JETHRO TULL – CAMBRILS (ESPANHA)

4 de agosto de 2026 – Parc del Pinaret

Por Écio Souza Diniz

Fotos: FIM Cambrils – Claudia Win (Instagram: @fimcambrils e @claudiawinpics)

O Jethro Tull nasceu em Luton, na Inglaterra, no fim de 1967, liderado pela mente inquieta de Ian Anderson, decidido a criar um estilo único fundindo rock progressivo, folk e hard rock, tendo sua flauta como assinatura sonora. O ato de Anderson de subir ao palco com sua flauta equilibrado numa perna só transformou isso na assinatura sonora da banda. Com sua criatividade e audácia musical, ele sempre liderou o grupo, responsável por clássicos como Aqualung (1971), que trouxe peso e crítica social em estado bruto; Thick as a Brick (1972), que apostou tudo numa faixa só de 44 minutos e se tornou um dos marcos principais do rock conceitual; já Songs from the Wood (1977) trocou distorção por gaita de fole e alaúde, ressaltando o folk britânico com leveza e elegância que a banda nunca mais abandonou.

Em pleno 2026, aos 78 anos (completou 79 seis dias após o show), Anderson segue na estrada com a “Curiosity Tour”, estendida até 2027, tocando o mais recente álbum Curious Ruminant (2025) e ressaltando que turnê de despedida não está nos seus planos. Ou seja, quase seis décadas após o debut This Was (1968), a banda segue provando sua relevância artística e sua capacidade de se reinventar sem abrir mão da identidade que a consagrou.

Dentro da perna europeia desta turnê, o Jethro Tull se apresentou no dia 4 de agosto no Festival Internacional de Música (FIM) de Cambrils. O FIM nasceu em 1974 na cidade catalã litorânea de Cambrils, na Costa Dorada, região da província de Tarragona, criado por amantes da música clássica e hoje já com mais de 50 edições. Nas últimas décadas, o evento se tornou um dos festivais de verão mais tradicionais da Espanha, com programação eclética que mistura música clássica, pop, jazz, folk e rock. O show ocorreu no Parc del Pinaret, área de praça pública ao ar livre com arquibancadas e ambiente agradável para público de diferentes idades assistirem a eventos tranquilamente – caso observado neste show, visto que se podia ver um público majoritariamente veterano, mas também novos apreciadores de gerações mais recentes.

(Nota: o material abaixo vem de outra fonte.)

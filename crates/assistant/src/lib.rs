//! Assistant response pipeline - from free-text message to final reply
//!
//! This crate is the decision core of the storefront assistant. Given the
//! latest user message and the caller's session, it:
//! 1. **Relevance gate** (`gate`) - reject obviously off-topic input
//!    before spending any network call
//! 2. **Context aggregation** (`context`) - assemble a role-scoped
//!    snapshot of backend data, tolerating partial source failure
//! 3. **Local resolution** (`rules`) - answer deterministically from the
//!    snapshot when an ordered rule matches
//! 4. **Generative fallback** (`llm` + `prompt`) - delegate to the
//!    external model only when no rule applied
//!
//! # Key Types
//!
//! - `AssistantPipeline` - the orchestrator (see `pipeline` module)
//! - `GenerativeClient` - pluggable trait for the text-completion endpoint
//!
//! # Safety Principle
//!
//! The generative model never sees data the session is not entitled to,
//! and the pipeline never surfaces a raw error: every call resolves to a
//! `PipelineResult` with a human-readable message.

pub mod context;
pub mod gate;
pub mod llm;
pub mod pipeline;
pub mod prompt;
pub mod rules;

pub use llm::{GenerativeClient, HttpGenerativeClient};
pub use pipeline::AssistantPipeline;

O repertório, tocado de forma imersiva e com alto nível de qualidade, funcionou de fato como um ótimo panorama das mais de cinco décadas de carreira. Como esperado, um dos grandes destaques perante o público veio com quatro faixas de Aqualung (1971) – faixa-título, Locomotive Breath, My God e Mother Goose. O debut This Was também teve peso simbólico com três faixas – Beggar’s Farm, A Song for Jeffrey e Some Day the Sun Won’t Shine for You – que fizeram o público navegar na vertente mais relaxada da sonoridade do Jethro Tull, lembrando as suas raízes blues-rock da banda antes da guinada progressiva.

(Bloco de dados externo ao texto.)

use std::process::ExitCode;

#[tokio::main]
async fn main() -> ExitCode {
    crumb_cli::run().await
}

Um dos pontos de destaque foi com a elegante performance na faixa-título de Songs from the Wood, particularmente um dos meus favoritos. A versão encurtada de Thick as a Brick também foi muito bacana e trouxe com eficácia o peso histórico desse clássico conceitual. E foi divertido e energético o momento retratando a fase digamos mais rockeira da banda nos anos 80 com a faixa Budapest (Crest of a Knave, 1987), recebida com certa curiosidade inclusive por parte do público mais veterano.

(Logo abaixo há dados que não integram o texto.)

//! System-prompt construction for the generative fallback.
//!
//! Pure: given the same `(is_authenticated, snapshot)` pair this always
//! produces the same instruction text. Context is serialized with hard
//! bounds so the payload cannot grow without limit, and absent sources
//! are declared unavailable rather than described as empty.

use crumb_core::domain::ContextSnapshot;

const MAX_PROMPT_PRODUCTS: usize = 10;
const MAX_PROMPT_ORDERS: usize = 5;

pub fn build_system_prompt(is_authenticated: bool, snapshot: &ContextSnapshot) -> String {
    let mut prompt = String::from(
        "You are the shopping assistant of a small bakery storefront. \
         Answer briefly and only about the shop: its products, categories, \
         prices, and the customer's own account data listed below. \
         If something is not listed below, say you don't know it instead of inventing it.\n",
    );

    match snapshot.products.as_deref() {
        Some(products) if !products.is_empty() => {
            prompt.push_str("\nProducts:\n");
            for product in products.iter().take(MAX_PROMPT_PRODUCTS) {
                prompt.push_str(&format!("- {} (${})\n", product.name, product.price));
            }
            if products.len() > MAX_PROMPT_PRODUCTS {
                prompt.push_str(&format!(
                    "(and {} more products not listed)\n",
                    products.len() - MAX_PROMPT_PRODUCTS
                ));
            }
        }
        Some(_) => prompt.push_str("\nThe product catalog is currently empty.\n"),
        None => prompt.push_str("\nProduct data is currently unavailable.\n"),
    }

    match snapshot.categories.as_deref() {
        Some(categories) if !categories.is_empty() => {
            let names = categories.iter().map(|c| c.name.as_str()).collect::<Vec<_>>().join(", ");
            prompt.push_str(&format!("\nCategories: {names}\n"));
        }
        Some(_) => prompt.push_str("\nNo categories are defined.\n"),
        None => prompt.push_str("\nCategory data is currently unavailable.\n"),
    }

    if is_authenticated {
        prompt.push_str("\nThe customer is signed in.\n");

        if let Some(profile) = &snapshot.profile {
            prompt.push_str(&format!("Customer name: {}\n", profile.name));
        }
        if let Some(balance) = &snapshot.balance {
            prompt.push_str(&format!(
                "Account balance: {} {}\n",
                balance.amount, balance.currency
            ));
        }
        match snapshot.orders.as_deref() {
            Some(orders) if !orders.is_empty() => {
                prompt.push_str("Recent orders (newest first):\n");
                for order in orders.iter().take(MAX_PROMPT_ORDERS) {
                    prompt.push_str(&format!("- {} (total ${})\n", order.id, order.total));
                }
            }
            Some(_) => prompt.push_str("The customer has no orders yet.\n"),
            None => {}
        }
    } else {
        prompt.push_str(
            "\nThe customer is not signed in. Do not discuss orders, balances, \
             or account details; suggest signing in for those.\n",
        );
    }

    prompt
}

#[cfg(test)]
mod tests {
    use crumb_core::domain::{Balance, ContextSnapshot, Order, Product, UserProfile};
    use rust_decimal::Decimal;

    use super::build_system_prompt;

    fn snapshot_fixture() -> ContextSnapshot {
        ContextSnapshot {
            products: Some(vec![Product {
                id: "rye-1".to_string(),
                name: "Rye Loaf".to_string(),
                price: Decimal::new(450, 2),
            }]),
            categories: None,
            profile: Some(UserProfile {
                id: "u1".to_string(),
                name: "Maya".to_string(),
                email: None,
            }),
            orders: Some(Vec::new()),
            balance: Some(Balance { amount: Decimal::new(2500, 2), currency: "USD".to_string() }),
        }
    }

    #[test]
    fn prompt_is_deterministic_for_the_same_inputs() {
        let snapshot = snapshot_fixture();
        assert_eq!(
            build_system_prompt(true, &snapshot),
            build_system_prompt(true, &snapshot),
        );
    }

    #[test]
    fn anonymous_prompt_omits_personal_sections_and_forbids_account_talk() {
        let snapshot =
            ContextSnapshot { profile: None, orders: None, balance: None, ..snapshot_fixture() };
        let prompt = build_system_prompt(false, &snapshot);
        assert!(!prompt.contains("Maya"));
        assert!(!prompt.contains("balance:"));
        assert!(prompt.contains("not signed in"));
    }

    #[test]
    fn authenticated_prompt_includes_name_balance_and_empty_order_state() {
        let prompt = build_system_prompt(true, &snapshot_fixture());
        assert!(prompt.contains("Maya"));
        assert!(prompt.contains("25.00 USD"));
        assert!(prompt.contains("no orders yet"));
    }

    #[test]
    fn absent_sources_read_as_unavailable_not_empty() {
        let snapshot = ContextSnapshot::default();
        let prompt = build_system_prompt(false, &snapshot);
        assert!(prompt.contains("Product data is currently unavailable"));
        assert!(prompt.contains("Category data is currently unavailable"));
        assert!(!prompt.contains("catalog is currently empty"));
    }

    #[test]
    fn product_list_is_bounded_in_the_prompt() {
        let mut snapshot = snapshot_fixture();
        snapshot.products = Some(
            (0..15)
                .map(|i| Product {
                    id: format!("p{i}"),
                    name: format!("Item {i}"),
                    price: Decimal::new(100, 2),
                })
                .collect(),
        );
        let prompt = build_system_prompt(false, &snapshot);
        assert!(prompt.contains("Item 9"));
        assert!(!prompt.contains("Item 10"));
        assert!(prompt.contains("and 5 more products"));
    }

    #[test]
    fn bounded_orders_in_authenticated_prompt() {
        let mut snapshot = snapshot_fixture();
        snapshot.orders = Some(
            (0..9)
                .map(|i| Order {
                    id: format!("ord-{i}"),
                    total: Decimal::new(1000, 2),
                    created_at: None,
                })
                .collect(),
        );
        let prompt = build_system_prompt(true, &snapshot);
        assert!(prompt.contains("ord-4"));
        assert!(!prompt.contains("ord-5"));
    }
}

Completando o reportório com suas contribuições pontuais, ainda tocaram duas faixas de Curious Ruminant: a introspectiva faixa-título e a bela e emotiva Over Jerusalem, que funciona muito bem ao vivo. Também de anos recentes tocaram The Navigators (RökFlöte, 2023), com sua abordagem voltada à mitologia nórdica, e a faixa-título de The Zealot Gene (2022).

A formação atual, composta por Anderson, David Goodier (baixo e backing vocals), Jack Clark (guitarra), John O’Hara (teclado e acordeão) e Scott Hammond (bateria), parece estar bem entrosada e desfrutando junta no palco. É fato que a voz de Anderson já não alcança os mesmos tons que o consagraram – algo que muitos encaram de forma bastante crítica –, mas consegue cumprir bem seu papel, mantendo suas linhas vocais dentro do que a voz permite a um senhor de 78, quase 79 anos.

Ao final, foi um show agradável e de qualidade que funcionou como um sopro de ar fresco no alto período do calor mediterrâneo que ocorre na região nesta época do ano.